Center for Infectious Diseases, School of Public Health, University of Texas Health Science Center, Houston, TX 77030, USA.
Center for Antimicrobial Resistance and Microbial Genomics, Division of Infectious Diseases, University of Texas Health Science Center at Houston McGovern Medical School, Houston, TX 77030, USA.
J Antimicrob Chemother. 2021 Jan 19;76(2):385-395. doi: 10.1093/jac/dkaa447.
Approximately half of clinical carbapenem-resistant Enterobacterales (CRE) isolates lack carbapenem-hydrolysing enzymes and develop carbapenem resistance through alternative mechanisms.
To elucidate development of carbapenem resistance mechanisms from clonal, recurrent ESBL-positive Enterobacterales (ESBL-E) bacteraemia isolates in a vulnerable patient population.
This study investigated a cohort of ESBL-E bacteraemia cases in Houston, TX, USA. Oxford Nanopore Technologies long-read and Illumina short-read sequencing data were used for comparative genomic analysis. Serial passaging experiments were performed on a set of clinical ST131 Escherichia coli isolates to recapitulate in vivo observations.
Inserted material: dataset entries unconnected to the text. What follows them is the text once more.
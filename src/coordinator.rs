use std::collections::HashMap;
use std::sync::Arc;

use secrecy::Secret;

use crate::collaborators::Translator;
use crate::domain::build_form_spec;
use crate::domain::response_code::interpret;
use crate::domain::response_code::LookupVerdict;
use crate::domain::validate_submission;
use crate::domain::FieldSpec;
use crate::domain::SubscriptionOutcome;
use crate::mailchimp_client::ListProvider;
use crate::mailchimp_client::SubscribeResponse;
use crate::schema_cache::ListSchemaCache;
use crate::schema_cache::SchemaCacheError;

/// Ties the schema cache, the form definition and the provider calls together.
/// Nothing in here returns an error to the caller on submit: every path ends
/// in a `SubscriptionOutcome`.
pub struct SubscriptionCoordinator<P> {
    provider: Arc<P>,
    schema_cache: ListSchemaCache<P>,
}

impl<P: ListProvider> SubscriptionCoordinator<P> {
    pub fn new(
        provider: Arc<P>,
        schema_cache: ListSchemaCache<P>,
    ) -> Self {
        Self {
            provider,
            schema_cache,
        }
    }

    pub fn schema_cache(&self) -> &ListSchemaCache<P> { &self.schema_cache }

    /// Form definition for the current (cached) schema of the list
    pub async fn form_spec(
        &self,
        api_key: &Secret<String>,
        list_id: &str,
        translator: &dyn Translator,
        defaults: &HashMap<String, String>,
    ) -> Result<Vec<FieldSpec>, SchemaCacheError> {
        let schema = self.schema_cache.get_schema(api_key, list_id, false).await?;
        Ok(build_form_spec(&schema, translator, defaults))
    }

    /// Validate, look the address up, and subscribe it if Mailchimp says it
    /// isn't a member yet. Invalid input never reaches Mailchimp.
    #[tracing::instrument(
        name = "Submitting subscription",
        skip(self, api_key, form, submitted),
        fields(subscriber_email = tracing::field::Empty)
    )]
    pub async fn submit(
        &self,
        api_key: &Secret<String>,
        list_id: &str,
        form: &[FieldSpec],
        submitted: &HashMap<String, String>,
    ) -> SubscriptionOutcome {
        let request = match validate_submission(form, submitted) {
            Ok(request) => request,
            Err(errors) => {
                tracing::info!(fields = ?errors.keys().collect::<Vec<_>>(), "invalid submission");
                return SubscriptionOutcome::ValidationFailed(errors);
            }
        };
        tracing::Span::current().record("subscriber_email", tracing::field::display(&request.email));

        let lookup = match self
            .provider
            .lookup_member(api_key, list_id, request.email.as_ref())
            .await
        {
            Ok(lookup) => lookup,
            Err(e) => {
                tracing::error!(error.cause_chain = ?e, error.message = %e, "member lookup failed");
                return SubscriptionOutcome::ProviderUnavailable;
            }
        };

        let Some(code) = lookup.code else {
            tracing::warn!("member lookup had no status code");
            return SubscriptionOutcome::ProviderError("unknown".to_string());
        };

        let double_opt_in = match interpret(code) {
            LookupVerdict::AlreadySubscribed => {
                tracing::info!(code, "already subscribed");
                return SubscriptionOutcome::AlreadySubscribed;
            }
            LookupVerdict::Eligible { double_opt_in } => double_opt_in,
            LookupVerdict::Unexpected => {
                let message = lookup.message.unwrap_or_else(|| "unknown".to_string());
                tracing::warn!(code, %message, "unexpected member lookup code");
                return SubscriptionOutcome::ProviderError(message);
            }
        };

        match self
            .provider
            .subscribe(api_key, list_id, &request, double_opt_in)
            .await
        {
            Ok(SubscribeResponse::Accepted) => {
                tracing::info!(code, double_opt_in, "subscribed");
                SubscriptionOutcome::Subscribed { double_opt_in }
            }
            Ok(SubscribeResponse::Rejected(message)) => {
                tracing::warn!(code, %message, "subscription rejected");
                SubscriptionOutcome::ProviderError(message)
            }
            Err(e) => {
                tracing::error!(error.cause_chain = ?e, error.message = %e, "subscribe failed");
                SubscriptionOutcome::ProviderUnavailable
            }
        }
    }
}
Quantitative PCR (qPCR) and qRT-PCR were used to determine copy number and transcript levels of β-lactamase genes, respectively.
Non-carbapenemase-producing CRE (non-CP-CRE) clinical isolates emerged from an ESBL-E background through a concurrence of primarily IS26-mediated amplifications of blaOXA-1 and blaCTX-M-1 group genes coupled with porin inactivation. The discrete, modular translocatable units (TUs) that carried and amplified β-lactamase genes mobilized intracellularly from a chromosomal, IS26-bound transposon and inserted within porin genes, thereby increasing β-lactamase gene copy number and inactivating porins concurrently. The carbapenem resistance phenotype and TU-mediated β-lactamase gene amplification were recapitulated by passaging a clinical ESBL-E isolate in the presence of ertapenem. Clinical non-CP-CRE isolates had stable carbapenem resistance phenotypes in the absence of ertapenem exposure.
These data demonstrate IS26-mediated mechanisms underlying β-lactamase gene amplification with concurrent outer membrane porin disruption driving emergence of clinical non-CP-CRE. Furthermore, these amplifications were stable in the absence of antimicrobial pressure. Long-read sequencing can be utilized to identify unique mobile genetic element mechanisms that drive antimicrobial resistance.
大约一半的临床碳青霉烯类耐药肠杆菌科(CRE)分离株缺乏碳青霉烯水解酶,并通过替代机制产生碳青霉烯耐药性。
阐明在易感染人群中克隆、反复出现的产超广谱β-内酰胺酶(ESBL)肠杆菌科(ESBL-E)菌血症分离株中碳青霉烯耐药机制的发展情况。
本研究调查了美国德克萨斯州休斯顿的一组 ESBL-E 菌血症病例。使用牛津纳米孔技术长读长和 Illumina 短读长测序数据进行比较基因组分析。对一组临床 ST131 大肠杆菌分离株进行连续传代实验,以重现体内观察结果。使用定量 PCR(qPCR)和 qRT-PCR 分别测定β-内酰胺酶基因的拷贝数和转录水平。
非碳青霉烯酶产生的 CRE(非-CP-CRE)临床分离株从 ESBL-E 背景中出现,主要是通过 IS26 介导的 blaOXA-1 和 blaCTX-M-1 组基因的扩增以及孔蛋白失活同时发生。携带和扩增β-内酰胺酶基因的离散、模块化可移动单元(TU)从染色体上 IS26 结合的转座子中发生细胞内转移,并插入孔蛋白基因中,从而同时增加β-内酰胺酶基因的拷贝数并失活孔蛋白。在厄他培南存在的情况下,通过传代临床 ESBL-E 分离株可重现碳青霉烯耐药表型和 TU 介导的β-内酰胺酶基因扩增。在没有厄他培南暴露的情况下,临床非-CP-CRE 分离株具有稳定的碳青霉烯耐药表型。
这些数据表明,IS26 介导的机制是β-内酰胺酶基因扩增的基础,同时伴有外膜孔蛋白破坏,导致临床非-CP-CRE 的出现。此外,这些扩增在没有抗菌压力的情况下是稳定的。长读测序可用于鉴定驱动抗菌药物耐药性的独特移动遗传元件机制。